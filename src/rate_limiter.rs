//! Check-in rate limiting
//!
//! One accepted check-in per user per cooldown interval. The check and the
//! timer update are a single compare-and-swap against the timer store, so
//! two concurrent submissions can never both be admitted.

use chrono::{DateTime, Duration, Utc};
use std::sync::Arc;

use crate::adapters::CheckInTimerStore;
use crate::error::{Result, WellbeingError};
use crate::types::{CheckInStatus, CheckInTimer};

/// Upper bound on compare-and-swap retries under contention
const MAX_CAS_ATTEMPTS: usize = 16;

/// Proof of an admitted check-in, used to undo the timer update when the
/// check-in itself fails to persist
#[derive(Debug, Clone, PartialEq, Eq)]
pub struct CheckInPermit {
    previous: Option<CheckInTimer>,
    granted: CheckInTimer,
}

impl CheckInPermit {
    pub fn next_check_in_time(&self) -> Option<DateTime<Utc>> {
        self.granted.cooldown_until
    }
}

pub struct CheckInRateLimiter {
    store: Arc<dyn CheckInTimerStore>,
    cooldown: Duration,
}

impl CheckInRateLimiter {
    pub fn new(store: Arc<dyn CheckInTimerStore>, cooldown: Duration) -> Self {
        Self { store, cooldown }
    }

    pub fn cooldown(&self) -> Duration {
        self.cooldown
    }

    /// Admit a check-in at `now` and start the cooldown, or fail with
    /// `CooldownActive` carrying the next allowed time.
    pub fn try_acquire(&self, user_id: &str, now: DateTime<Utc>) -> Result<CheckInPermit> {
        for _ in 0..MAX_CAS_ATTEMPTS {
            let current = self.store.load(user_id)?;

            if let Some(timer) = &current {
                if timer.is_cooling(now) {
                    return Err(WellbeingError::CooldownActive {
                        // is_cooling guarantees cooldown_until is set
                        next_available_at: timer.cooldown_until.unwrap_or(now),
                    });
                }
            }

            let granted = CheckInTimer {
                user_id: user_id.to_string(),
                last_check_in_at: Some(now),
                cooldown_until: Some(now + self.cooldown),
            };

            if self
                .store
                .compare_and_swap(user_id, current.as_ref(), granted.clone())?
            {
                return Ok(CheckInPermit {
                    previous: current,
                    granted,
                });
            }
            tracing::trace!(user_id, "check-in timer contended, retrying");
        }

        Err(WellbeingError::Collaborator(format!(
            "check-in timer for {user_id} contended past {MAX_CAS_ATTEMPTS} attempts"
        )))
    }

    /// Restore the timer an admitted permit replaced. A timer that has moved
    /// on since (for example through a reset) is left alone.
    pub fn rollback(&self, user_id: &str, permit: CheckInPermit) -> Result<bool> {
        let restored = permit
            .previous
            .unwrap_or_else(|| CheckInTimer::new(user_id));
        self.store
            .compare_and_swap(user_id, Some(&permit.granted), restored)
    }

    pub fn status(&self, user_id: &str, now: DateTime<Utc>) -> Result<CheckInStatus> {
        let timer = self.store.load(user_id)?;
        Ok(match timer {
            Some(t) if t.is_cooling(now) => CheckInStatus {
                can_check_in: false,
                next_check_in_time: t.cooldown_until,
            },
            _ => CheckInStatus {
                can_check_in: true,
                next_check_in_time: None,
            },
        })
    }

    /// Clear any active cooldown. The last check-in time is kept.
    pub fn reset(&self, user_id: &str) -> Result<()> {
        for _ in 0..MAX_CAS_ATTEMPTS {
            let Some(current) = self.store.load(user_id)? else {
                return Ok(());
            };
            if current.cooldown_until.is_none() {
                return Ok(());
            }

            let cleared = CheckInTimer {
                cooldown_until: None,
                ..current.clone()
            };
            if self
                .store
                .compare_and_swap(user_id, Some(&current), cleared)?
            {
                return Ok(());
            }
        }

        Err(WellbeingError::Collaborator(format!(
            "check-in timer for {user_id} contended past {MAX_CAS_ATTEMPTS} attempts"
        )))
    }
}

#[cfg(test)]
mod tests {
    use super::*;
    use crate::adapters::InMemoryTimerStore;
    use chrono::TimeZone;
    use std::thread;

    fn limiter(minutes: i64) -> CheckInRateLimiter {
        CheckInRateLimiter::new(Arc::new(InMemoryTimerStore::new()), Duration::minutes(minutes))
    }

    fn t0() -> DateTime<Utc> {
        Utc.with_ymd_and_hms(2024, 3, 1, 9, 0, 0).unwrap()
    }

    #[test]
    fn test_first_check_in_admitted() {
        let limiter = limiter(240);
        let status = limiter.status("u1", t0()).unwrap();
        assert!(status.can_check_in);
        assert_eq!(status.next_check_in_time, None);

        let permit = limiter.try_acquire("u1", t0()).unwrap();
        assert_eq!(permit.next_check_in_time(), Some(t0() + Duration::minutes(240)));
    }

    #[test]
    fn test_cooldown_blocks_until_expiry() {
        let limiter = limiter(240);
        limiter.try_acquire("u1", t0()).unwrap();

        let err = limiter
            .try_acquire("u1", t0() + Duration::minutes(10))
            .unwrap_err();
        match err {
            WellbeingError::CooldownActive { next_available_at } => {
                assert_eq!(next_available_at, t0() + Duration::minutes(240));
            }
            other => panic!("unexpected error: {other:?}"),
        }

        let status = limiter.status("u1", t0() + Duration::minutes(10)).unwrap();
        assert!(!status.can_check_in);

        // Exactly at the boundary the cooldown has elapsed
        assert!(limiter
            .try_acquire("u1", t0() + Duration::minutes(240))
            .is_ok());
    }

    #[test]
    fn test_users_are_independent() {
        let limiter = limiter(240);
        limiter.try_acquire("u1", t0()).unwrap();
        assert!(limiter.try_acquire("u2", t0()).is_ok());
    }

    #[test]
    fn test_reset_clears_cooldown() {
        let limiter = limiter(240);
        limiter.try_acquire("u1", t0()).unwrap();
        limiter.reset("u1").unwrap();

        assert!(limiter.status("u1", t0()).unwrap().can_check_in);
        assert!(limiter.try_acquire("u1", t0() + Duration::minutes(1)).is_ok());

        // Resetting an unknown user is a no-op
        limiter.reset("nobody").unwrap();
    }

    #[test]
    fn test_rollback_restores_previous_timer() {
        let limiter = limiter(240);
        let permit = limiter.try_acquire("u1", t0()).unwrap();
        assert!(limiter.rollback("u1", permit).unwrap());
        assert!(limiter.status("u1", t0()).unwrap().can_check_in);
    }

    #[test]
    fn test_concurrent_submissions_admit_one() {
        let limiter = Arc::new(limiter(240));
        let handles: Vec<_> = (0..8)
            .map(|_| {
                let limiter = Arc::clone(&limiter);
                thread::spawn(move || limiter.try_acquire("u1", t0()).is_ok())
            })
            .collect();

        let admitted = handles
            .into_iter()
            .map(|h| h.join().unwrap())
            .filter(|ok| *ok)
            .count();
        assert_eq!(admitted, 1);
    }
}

■ ■ ■ ■ ■ ■ ■

Reproduce the lines of the records exactly, from the first one through the line that contains "const MAX_CAS_ATTEMPTS: usize = 16;".

filename src/rate_limiter.rs
//! Check-in rate limiting
//!
//! One accepted check-in per user per cooldown interval. The check and the
//! timer update are a single compare-and-swap against the timer store, so
//! two concurrent submissions can never both be admitted.

use chrono::{DateTime, Duration, Utc};
use std::sync::Arc;

use crate::adapters::CheckInTimerStore;
use crate::error::{Result, WellbeingError};
use crate::types::{CheckInStatus, CheckInTimer};

/// Upper bound on compare-and-swap retries under contention
const MAX_CAS_ATTEMPTS: usize = 16;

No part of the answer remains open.